A rural care community in Cornwall has come up with a novel way to support one of its residents who has autism – by building him a new home from a former chicken shed.

Due to his condition Simon, 29, found it difficult to live around other people. As one of 14 residents at Highdowns, near Camborne, which is run by independent care provider Regard, this was a daily challenge.

“Simon’s condition means things we all take for granted, such as being around other people, were just too much for him,” said Jenna Betts, service manager at Highdowns. “He found it difficult to live in close proximity with other residents as it made him anxious.

“We knew communal living was putting pressure on Simon and we desperately wanted to do something to support him.”

Then Regard’s operations team came up with a solution – converting a chicken shed on the site into a new home for Simon.

“It seemed a bit left field, but the more we thought about it, the more we realised it might be just the solution we were looking for,” added Betts.

“It wasn’t too far from the 3 other residents’ properties on the site, but crucially had its own space.”

When asked about the idea, Simon thought it was “brilliant”.

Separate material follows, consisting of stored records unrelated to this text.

// Behavioral tests for the epoch queue

#[cfg(test)]
mod tests {
    use crate::*;
    use cid::Cid;
    use dealmarket_types::BitField;
    use fvm_ipld_blockstore::{Blockstore, MemoryBlockstore};
    use fvm_ipld_encoding::{BytesDe, BytesSer};
    use proptest::prelude::*;
    use std::cell::Cell;
    use std::collections::BTreeMap;

    /// Store that counts writes and fails reads once a budget of successful
    /// reads runs out
    struct TestStore {
        inner: MemoryBlockstore,
        reads_left: Cell<Option<u32>>,
        writes: Cell<u64>,
    }

    impl TestStore {
        fn new() -> Self {
            TestStore {
                inner: MemoryBlockstore::new(),
                reads_left: Cell::new(None),
                writes: Cell::new(0),
            }
        }

        fn allow_reads(&self, n: u32) {
            self.reads_left.set(Some(n));
        }

        fn heal(&self) {
            self.reads_left.set(None);
        }

        fn writes(&self) -> u64 {
            self.writes.get()
        }
    }

    impl Blockstore for TestStore {
        fn get(&self, k: &Cid) -> anyhow::Result<Option<Vec<u8>>> {
            match self.reads_left.get() {
                Some(0) => Err(anyhow::anyhow!("store offline")),
                Some(n) => {
                    self.reads_left.set(Some(n - 1));
                    self.inner.get(k)
                }
                None => self.inner.get(k),
            }
        }

        fn put_keyed(&self, k: &Cid, block: &[u8]) -> anyhow::Result<()> {
            self.writes.set(self.writes.get() + 1);
            self.inner.put_keyed(k, block)
        }
    }

    fn keys(values: &[u64]) -> BitField {
        BitField::try_from_bits(values.iter().copied()).unwrap()
    }

    fn sample_queue<BS: Blockstore>(store: &BS) -> Cid {
        let mut queue = EpochQueue::new(store);
        queue.add(10, &keys(&[1, 2])).unwrap();
        queue.add(20, &keys(&[3])).unwrap();
        queue.add(30, &keys(&[4, 5])).unwrap();
        queue.root().unwrap()
    }

    #[test]
    fn test_pop_until_drains_due_epochs() {
        let store = MemoryBlockstore::new();
        let root = sample_queue(&store);
        let mut queue = EpochQueue::load(&store, &root).unwrap();

        let popped = queue.pop_until(20).unwrap();
        assert_eq!(popped, Some(keys(&[1, 2, 3])));
        assert_eq!(queue.entries().unwrap(), vec![(30, keys(&[4, 5]))]);

        // Nothing left at or before 20.
        assert_eq!(queue.pop_until(20).unwrap(), None);
        assert_eq!(queue.pop_until(30).unwrap(), Some(keys(&[4, 5])));
        assert!(queue.is_empty());
    }

    #[test]
    fn test_pop_until_nothing_due_writes_nothing() {
        let store = TestStore::new();
        let root = sample_queue(&store);
        let mut queue = EpochQueue::load(&store, &root).unwrap();
        let writes = store.writes();

        assert_eq!(queue.pop_until(9).unwrap(), None);
        assert_eq!(store.writes(), writes);
        assert_eq!(queue.len(), 3);
        assert_eq!(queue.root().unwrap(), root);
    }

    #[test]
    fn test_empty_add_touches_nothing() {
        let store = TestStore::new();
        let root = sample_queue(&store);
        let mut queue = EpochQueue::load(&store, &root).unwrap();

        // Any read would fail.
        store.allow_reads(0);
        let writes = store.writes();
        queue.add(10, &BitField::new()).unwrap();
        queue.add_values(500, []).unwrap();
        assert_eq!(store.writes(), writes);

        store.heal();
        assert_eq!(queue.root().unwrap(), root);
    }

    #[test]
    fn test_readding_existing_keys_keeps_root() {
        let store = MemoryBlockstore::new();
        let root = sample_queue(&store);
        let mut queue = EpochQueue::load(&store, &root).unwrap();

        queue.add(10, &keys(&[2])).unwrap();
        queue.add(30, &keys(&[4, 5])).unwrap();

        assert_eq!(queue.root().unwrap(), root);
    }

    #[test]
    fn test_insertion_order_does_not_change_root() {
        let store = MemoryBlockstore::new();

        let mut a = EpochQueue::new(&store);
        a.add(7, &keys(&[1])).unwrap();
        a.add(3, &keys(&[2])).unwrap();
        a.add(7, &keys(&[5, 6])).unwrap();

        let mut b = EpochQueue::new(&store);
        b.add(7, &keys(&[6, 5, 1])).unwrap();
        b.add(3, &keys(&[2])).unwrap();

        assert_eq!(a.root().unwrap(), b.root().unwrap());
    }

    #[test]
    fn test_load_missing_root() {
        let store = MemoryBlockstore::new();
        let elsewhere = MemoryBlockstore::new();
        let missing = sample_queue(&elsewhere);

        match EpochQueue::load(&store, &missing) {
            Err(QueueError::Load { root, .. }) => assert_eq!(root, missing),
            Err(other) => panic!("expected load error, got {}", other),
            Ok(_) => panic!("loaded a root that is not in the store"),
        }
    }

    #[test]
    fn test_lookup_failure_leaves_queue_unchanged() {
        let store = TestStore::new();
        let root = sample_queue(&store);
        let mut queue = EpochQueue::load(&store, &root).unwrap();

        store.allow_reads(0);
        let err = queue.add(10, &keys(&[99])).unwrap_err();
        assert!(matches!(err, QueueError::Lookup { epoch: 10, .. }));
        assert!(err.store_error().is_some());

        store.heal();
        assert_eq!(queue.get(10).unwrap(), Some(keys(&[1, 2])));
        assert_eq!(queue.root().unwrap(), root);
    }

    #[test]
    fn test_pop_failures_leave_queue_unchanged() {
        let store = TestStore::new();
        let root = sample_queue(&store);
        let mut failures = 0;

        // Cut the store off after each possible number of reads; every
        // failing pop must leave the contents and root as they were.
        for budget in 0..32 {
            let mut queue = EpochQueue::load(&store, &root).unwrap();
            store.allow_reads(budget);
            let result = queue.pop_until(20);
            store.heal();

            match result {
                Ok(popped) => {
                    assert_eq!(popped, Some(keys(&[1, 2, 3])));
                    assert_eq!(queue.entries().unwrap(), vec![(30, keys(&[4, 5]))]);
                    break;
                }
                Err(err) => {
                    failures += 1;
                    assert!(err.store_error().is_some(), "unexpected error {}", err);
                    assert_eq!(queue.len(), 3);
                    assert_eq!(queue.entries().unwrap().len(), 3);
                    assert_eq!(queue.root().unwrap(), root);
                }
            }
        }
        assert!(failures > 0);
    }

    #[test]
    fn test_root_with_understated_count_is_rejected() {
        let store = MemoryBlockstore::new();
        let mut queue = EpochQueue::new(&store);
        queue.add(5, &keys(&[1, 0])).unwrap();
        let root = queue.root().unwrap();

        // Rewrite the root block in place claiming zero entries.
        type RootBlock = (u32, u32, u64, (BytesDe, Vec<Cid>, Vec<BitField>));
        let bytes = store.get(&root).unwrap().unwrap();
        let (bit_width, height, _, (bmap, links, values)): RootBlock =
            fvm_ipld_encoding::from_slice(&bytes).unwrap();
        let corrupt = fvm_ipld_encoding::to_vec(&(
            bit_width,
            height,
            0u64,
            (BytesSer(&bmap.0), links, values),
        ))
        .unwrap();
        store.put_keyed(&root, &corrupt).unwrap();

        match EpochQueue::load(&store, &root) {
            Err(QueueError::Load { .. }) => {}
            Err(other) => panic!("unexpected error {}", other),
            Ok(mut queue) => {
                assert_eq!(queue.len(), 0);
                assert!(matches!(
                    queue.pop_until(10),
                    Err(QueueError::CountMismatch { count: 0, found: 1 })
                ));
            }
        }
    }

    #[test]
    fn test_add_values_rejects_out_of_range_key() {
        let store = MemoryBlockstore::new();
        let mut queue = EpochQueue::new(&store);

        assert!(matches!(
            queue.add_values(1, [u64::MAX]),
            Err(QueueError::KeyOutOfRange)
        ));
        assert!(queue.is_empty());
    }

    #[test]
    fn test_merged_key_count_is_exact() {
        let store = MemoryBlockstore::new();
        let mut queue = EpochQueue::new(&store);
        queue.add_values(3, 0..1000).unwrap();
        queue.add_values(3, 500..1500).unwrap();

        assert_eq!(queue.pop_until(3).unwrap().map(|k| k.len()), Some(1500));
    }

    proptest! {
        #[test]
        fn prop_pop_until_matches_model(
            adds in proptest::collection::vec((0i64..200, proptest::collection::vec(0u64..64, 0..5)), 0..40),
            thresholds in proptest::collection::vec(-5i64..220, 1..6),
        ) {
            let store = MemoryBlockstore::new();
            let mut queue = EpochQueue::new(&store);
            let mut model: BTreeMap<i64, BitField> = BTreeMap::new();

            for (epoch, values) in &adds {
                queue.add_values(*epoch, values.iter().copied()).unwrap();
                if !values.is_empty() {
                    let entry = model.entry(*epoch).or_default();
                    *entry = &*entry | &keys(values);
                }
            }
            // Exercise stored nodes as well as dirty ones.
            let root = queue.root().unwrap();
            let mut queue = EpochQueue::load(&store, &root).unwrap();

            for until in thresholds {
                let rest = model.split_off(&(until.max(-1) + 1));
                let due = std::mem::replace(&mut model, rest);
                let expected = if due.is_empty() {
                    None
                } else {
                    Some(BitField::union(due.values()))
                };

                prop_assert_eq!(queue.pop_until(until).unwrap(), expected);
                prop_assert_eq!(queue.len(), model.len() as u64);
            }
            prop_assert_eq!(
                queue.entries().unwrap(),
                model.into_iter().collect::<Vec<_>>()
            );
        }

        #[test]
        fn prop_add_is_order_independent(
            adds in proptest::collection::vec((0i64..100, proptest::collection::vec(0u64..32, 1..4)), 1..20),
        ) {
            let store = MemoryBlockstore::new();

            let mut forward = EpochQueue::new(&store);
            for (epoch, values) in &adds {
                forward.add_values(*epoch, values.iter().copied()).unwrap();
            }
            let mut backward = EpochQueue::new(&store);
            for (epoch, values) in adds.iter().rev() {
                backward.add_values(*epoch, values.iter().copied()).unwrap();
            }

            prop_assert_eq!(forward.root().unwrap(), backward.root().unwrap());
        }
    }
}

It took four months to convert the outbuilding into a home for Simon, complete with kitchen, sitting room, bedroom and bathroom. Simon was involved in the project at every stage and even helped with the building work.

He is now celebrating his first anniversary living in his new home, known as Roosters, and says he is very happy.

“I like it because I can play my music as loudly as I want,” he said. “I have my own space and like not having other people around me. I like to practice on my CD mixer in my own home.”